| DIRECTIONS FOR THIS TASK |
Start with the first line of the data and end with the line that holds "masks are returned."; write out each one exactly.

| EXCERPTED RECORDS |
↓↓↓

//! Cleaning engine applying a rule set to a table

use crate::condition::check_series;
use crate::error::{CleaningError, Result};
use crate::rule::CleaningRule;
use crate::series::Timeseries;
use ahash::AHashMap;
use std::sync::Arc;

/// Outcome of applying a rule set to a table
#[derive(Debug, Clone, Default)]
pub struct AppliedRules {
    /// Per-column cleaning masks aligned to the table's timestamps.
    /// Only columns some rule targets (and the table has) appear here;
    /// `true` means "clean this value out".
    pub masks: AHashMap<String, Vec<bool>>,
    /// Per-rule count of flagged timestamps, in rule order
    pub rule_hits: Vec<usize>,
    /// Rules skipped by lenient application: (rule index, reason)
    pub skipped: Vec<(usize, String)>,
}

/// Cleaning engine owning a parsed, immutable rule set
pub struct CleaningEngine {
    rules: Arc<Vec<CleaningRule>>,
}

impl CleaningEngine {
    pub fn new(rules: Vec<CleaningRule>) -> Self {
        Self {
            rules: Arc::new(rules),
        }
    }

    /// Build an engine over an already-shared rule set (e.g. from the
    /// rule cache)
    pub fn from_shared(rules: Arc<Vec<CleaningRule>>) -> Self {
        Self { rules }
    }

    pub fn rules(&self) -> &[CleaningRule] {
        &self.rules
    }

    pub fn rule_count(&self) -> usize {
        self.rules.len()
    }

    /// Apply every rule to the table, strictly.
    ///
    /// Rule verdicts are unioned per target column: a timestamp is
    /// cleaned if any rule flags it. Target columns the table does not
    /// have are silent no-ops. A condition referencing a column the table
    /// does not have fails the whole call; no partial masks are returned.
    pub fn apply(&self, table: &Timeseries) -> Result<AppliedRules> {
        let mut outcome = AppliedRules::default();

        for (index, rule) in self.rules.iter().enumerate() {
            let hit = match rule_mask(rule, table) {
                Ok(hit) => hit,
                Err(CleaningError::MissingColumn(column)) => {
                    return Err(CleaningError::RuleFailed {
                        rule: index,
                        column,
                    })
                }
                Err(other) => return Err(other),
            };
            accumulate(&mut outcome, rule, table, hit);
        }

        Ok(outcome)
    }

    /// Apply every rule to the table, skipping rules that cannot be
    /// evaluated.
    ///
    /// Each skipped rule is recorded as a `(rule index, reason)` pair; the
    /// masks of the rules that did evaluate are unaffected.
    pub fn apply_lenient(&self, table: &Timeseries) -> AppliedRules {
        let mut outcome = AppliedRules::default();

        for (index, rule) in self.rules.iter().enumerate() {
            match rule_mask(rule, table) {
                Ok(hit) => accumulate(&mut outcome, rule, table, hit),
                Err(e) => {
                    outcome.rule_hits.push(0);
                    outcome.skipped.push((index, e.to_string()));
                }
            }
        }

        outcome
    }

    /// Strictly apply the rule set and return a copy of the table with
    /// every flagged value nulled out
    pub fn clean(&self, table: &Timeseries) -> Result<Timeseries> {
        Ok(table.masked(&self.apply(table)?.masks))
    }
}

/// Per-timestamp verdict of a single rule: condition holds AND the rule's
/// date window is active
fn rule_mask(rule: &CleaningRule, table: &Timeseries) -> Result<Vec<bool>> {
    let mut hit = check_series(&rule.conditions, table)?;
    for (verdict, active) in hit.iter_mut().zip(rule.active_mask(table.timestamps())) {
        *verdict = *verdict && active;
    }
    Ok(hit)
}

fn accumulate(
    outcome: &mut AppliedRules,
    rule: &CleaningRule,
    table: &Timeseries,
    hit: Vec<bool>,
) {
    outcome.rule_hits.push(hit.iter().filter(|h| **h).count());

    for column in &rule.clean_out {
        if !table.has_column(column) {
            continue;
        }
        let mask = outcome
            .masks
            .entry(column.clone())
            .or_insert_with(|| vec![false; table.len()]);
        for (flagged, rule_hit) in mask.iter_mut().zip(&hit) {
            *flagged = *flagged || *rule_hit;
        }
    }
}
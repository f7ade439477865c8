//! CleaningSession - Stateful session for Python-Rust boundary
//!
//! This module provides the CleaningSession PyClass that holds cleaning
//! results in Rust heap memory, allowing Python to lazily access masks
//! without serializing everything upfront.

use ahash::AHashMap;
use chrono::NaiveDateTime;
use pyo3::prelude::*;

use super::AppliedRules;

/// Timestamp rendering format for the Python surface
const TIMESTAMP_FORMAT: &str = "%Y-%m-%dT%H:%M:%S";

/// CleaningSession - cleaning results held in Rust heap
///
/// Masks stay in Rust; Python pulls only the columns it needs. Flagged
/// counts are precomputed at construction.
///
/// # Thread Safety
/// CleaningSession implements Send + Sync: every contained type
/// (Vec, String, usize) is Send + Sync.
#[pyclass]
pub struct CleaningSession {
    /// Timestamp index the masks are aligned to
    timestamps: Vec<NaiveDateTime>,
    /// Per-column cleaning masks
    masks: AHashMap<String, Vec<bool>>,
    /// Per-column count of flagged timestamps
    flagged_counts: AHashMap<String, usize>,
    /// Per-rule count of flagged timestamps, in rule order
    rule_hits: Vec<usize>,
    /// Skipped rules: (rule index, reason)
    skipped: Vec<(usize, String)>,
}

impl CleaningSession {
    /// Wrap an application outcome, precomputing the per-column summary
    pub fn new(timestamps: Vec<NaiveDateTime>, outcome: AppliedRules) -> Self {
        let flagged_counts = outcome
            .masks
            .iter()
            .map(|(column, mask)| (column.clone(), mask.iter().filter(|f| **f).count()))
            .collect();

        Self {
            timestamps,
            masks: outcome.masks,
            flagged_counts,
            rule_hits: outcome.rule_hits,
            skipped: outcome.skipped,
        }
    }
}

#[pymethods]
impl CleaningSession {
    // ------------------------------------------------------------------------
    // Getter Properties
    // ------------------------------------------------------------------------

    /// Number of rows the masks are aligned to
    #[getter]
    fn row_count(&self) -> usize {
        self.timestamps.len()
    }

    /// Number of rules (or periods) that were applied
    #[getter]
    fn rule_count(&self) -> usize {
        self.rule_hits.len()
    }

    /// Total flagged values across all columns
    #[getter]
    fn total_flagged(&self) -> usize {
        self.flagged_counts.values().sum()
    }

    // ------------------------------------------------------------------------
    // Lazy Data Access Methods
    // ------------------------------------------------------------------------

    /// Target columns that received a mask, sorted by name
    fn columns(&self) -> Vec<String> {
        let mut columns: Vec<String> = self.masks.keys().cloned().collect();
        columns.sort();
        columns
    }

    /// The cleaning mask for a column, or None if no rule targeted it
    fn get_mask(&self, column: &str) -> Option<Vec<bool>> {
        self.masks.get(column).cloned()
    }

    /// Count of flagged timestamps for a column, or None if no rule
    /// targeted it
    fn flagged_count(&self, column: &str) -> Option<usize> {
        self.flagged_counts.get(column).copied()
    }

    /// The flagged timestamps for a column, rendered as ISO-8601 strings
    fn flagged_timestamps(&self, column: &str) -> Option<Vec<String>> {
        let mask = self.masks.get(column)?;
        Some(
            self.timestamps
                .iter()
                .zip(mask)
                .filter(|(_, flagged)| **flagged)
                .map(|(t, _)| t.format(TIMESTAMP_FORMAT).to_string())
                .collect(),
        )
    }

    /// Per-rule count of flagged timestamps, in rule order
    fn rule_hits(&self) -> Vec<usize> {
        self.rule_hits.clone()
    }

    /// Rules that were skipped, as (rule index, reason) pairs
    fn skipped_rules(&self) -> Vec<(usize, String)> {
        self.skipped.clone()
    }
}
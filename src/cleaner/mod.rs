//! Rule set application
//!
//! Applies a parsed rule set to an assembled table, producing per-column
//! cleaning masks, and packages results for the Python boundary.

mod engine;
mod session;


pub use engine::*;
pub use session::*;
//! Loading module for Python-supplied data
//!
//! This module handles deserialization of the assembled table and flagged
//! periods from Python objects. Rule documents arrive as JSON text and are
//! parsed in [`crate::rule`].

use crate::error::CleaningError;
use crate::period::FlaggedPeriod;
use crate::rule::parse_timestamp;
use crate::series::Timeseries;
use ahash::AHashMap;
use chrono::NaiveDateTime;
use pyo3::types::{PyAnyMethods, PyDict, PyDictMethods, PyList, PyListMethods};
use pyo3::Bound;

/// Reserved key of the timestamp index in a table dict
pub const TIMESTAMPS_KEY: &str = "timestamps";

/// Helper to get attribute from either dict or object
fn get_attr<'py>(
    obj: &Bound<'py, pyo3::PyAny>,
    name: &str,
) -> pyo3::PyResult<Bound<'py, pyo3::PyAny>> {
    if let Ok(dict) = obj.downcast::<PyDict>() {
        dict.get_item(name)?
            .ok_or_else(|| pyo3::exceptions::PyKeyError::new_err(name.to_string()))
    } else {
        obj.getattr(name)
    }
}

/// Helper to get optional attribute from either dict or object
fn get_attr_opt<'py>(
    obj: &Bound<'py, pyo3::PyAny>,
    name: &str,
) -> Option<Bound<'py, pyo3::PyAny>> {
    if let Ok(dict) = obj.downcast::<PyDict>() {
        dict.get_item(name).ok().flatten()
    } else {
        obj.getattr(name).ok()
    }
}

/// Deserialize an assembled table from a Python dict
///
/// Expected format: `{"timestamps": [iso strings], column_name: [floats or
/// None], ...}`. Every column must align with the timestamp index; NaN
/// values are treated as missing.
pub fn deserialize_table(dict: &Bound<'_, PyDict>) -> pyo3::PyResult<Timeseries> {
    let timestamps_obj = dict.get_item(TIMESTAMPS_KEY)?.ok_or_else(|| {
        CleaningError::DeserializationError(format!("{} not found", TIMESTAMPS_KEY))
    })?;
    let raw: Vec<String> = timestamps_obj.extract()?;
    let timestamps = raw
        .iter()
        .map(|s| parse_timestamp(s))
        .collect::<Result<Vec<NaiveDateTime>, CleaningError>>()?;

    let mut columns = AHashMap::with_capacity(dict.len().saturating_sub(1));
    for (key, value) in dict.iter() {
        let name: String = key.extract()?;
        if name == TIMESTAMPS_KEY {
            continue;
        }
        let values: Vec<Option<f64>> = value.extract()?;
        columns.insert(name, values);
    }

    Ok(Timeseries::new(timestamps, columns)?)
}

/// Deserialize flagged periods from a Python list
///
/// Each entry is a dict or object with a required `sensor` and optional
/// `flag`, `date_from` and `date_to` fields.
pub fn deserialize_periods(list: &Bound<'_, PyList>) -> pyo3::PyResult<Vec<FlaggedPeriod>> {
    let mut periods = Vec::with_capacity(list.len());
    for item in list.iter() {
        let sensor: String = get_attr(&item, "sensor")?.extract()?;
        let flag: Option<String> = get_attr_opt(&item, "flag").and_then(|v| v.extract().ok());
        let date_from = extract_date(&item, "date_from")?;
        let date_to = extract_date(&item, "date_to")?;

        periods.push(FlaggedPeriod {
            sensor,
            flag,
            date_from,
            date_to,
        });
    }
    Ok(periods)
}

fn extract_date(
    obj: &Bound<'_, pyo3::PyAny>,
    name: &str,
) -> pyo3::PyResult<Option<NaiveDateTime>> {
    match get_attr_opt(obj, name).and_then(|v| v.extract::<String>().ok()) {
        Some(s) => Ok(Some(parse_timestamp(&s)?)),
        None => Ok(None),
    }
}
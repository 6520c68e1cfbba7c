// Copyright (c) 2025 Kirky.X
//
// Licensed under the MIT License
// See LICENSE file in the project root for full license information.

/// 基础设施层模块
///
/// 该模块包含系统的技术实现细节，负责与数据库和指标导出器的交互。
///
/// 包含的子模块：
/// - 数据库（database）：提供数据库连接和实体映射
/// - 指标（metrics）：提供处理结果的计数和批次统计
/// - 仓库实现（repositories）：提供领域仓库接口的具体实现
///
/// 基础设施层依赖于领域层的抽象接口，领域层不感知具体技术实现。
pub mod database;
pub mod metrics;
pub mod repositories;
// Copyright (c) 2025 Kirky.X
//
// Licensed under the MIT License
// See LICENSE file in the project root for full license information.

/// 配置模块
///
/// 处理应用程序的配置设置，包括数据库、扫描器、信号列表和指标配置
pub mod settings;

↑↑↑

| ANSWER FOR THIS EXERCISE |
//! Cleaning engine applying a rule set to a table

use crate::condition::check_series;
use crate::error::{CleaningError, Result};
use crate::rule::CleaningRule;
use crate::series::Timeseries;
use ahash::AHashMap;
use std::sync::Arc;

/// Outcome of applying a rule set to a table
#[derive(Debug, Clone, Default)]
pub struct AppliedRules {
    /// Per-column cleaning masks aligned to the table's timestamps.
    /// Only columns some rule targets (and the table has) appear here;
    /// `true` means "clean this value out".
    pub masks: AHashMap<String, Vec<bool>>,
    /// Per-rule count of flagged timestamps, in rule order
    pub rule_hits: Vec<usize>,
    /// Rules skipped by lenient application: (rule index, reason)
    pub skipped: Vec<(usize, String)>,
}

/// Cleaning engine owning a parsed, immutable rule set
pub struct CleaningEngine {
    rules: Arc<Vec<CleaningRule>>,
}

impl CleaningEngine {
    pub fn new(rules: Vec<CleaningRule>) -> Self {
        Self {
            rules: Arc::new(rules),
        }
    }

    /// Build an engine over an already-shared rule set (e.g. from the
    /// rule cache)
    pub fn from_shared(rules: Arc<Vec<CleaningRule>>) -> Self {
        Self { rules }
    }

    pub fn rules(&self) -> &[CleaningRule] {
        &self.rules
    }

    pub fn rule_count(&self) -> usize {
        self.rules.len()
    }

    /// Apply every rule to the table, strictly.
    ///
    /// Rule verdicts are unioned per target column: a timestamp is
    /// cleaned if any rule flags it. Target columns the table does not
    /// have are silent no-ops. A condition referencing a column the table
    /// does not have fails the whole call; no partial masks are returned.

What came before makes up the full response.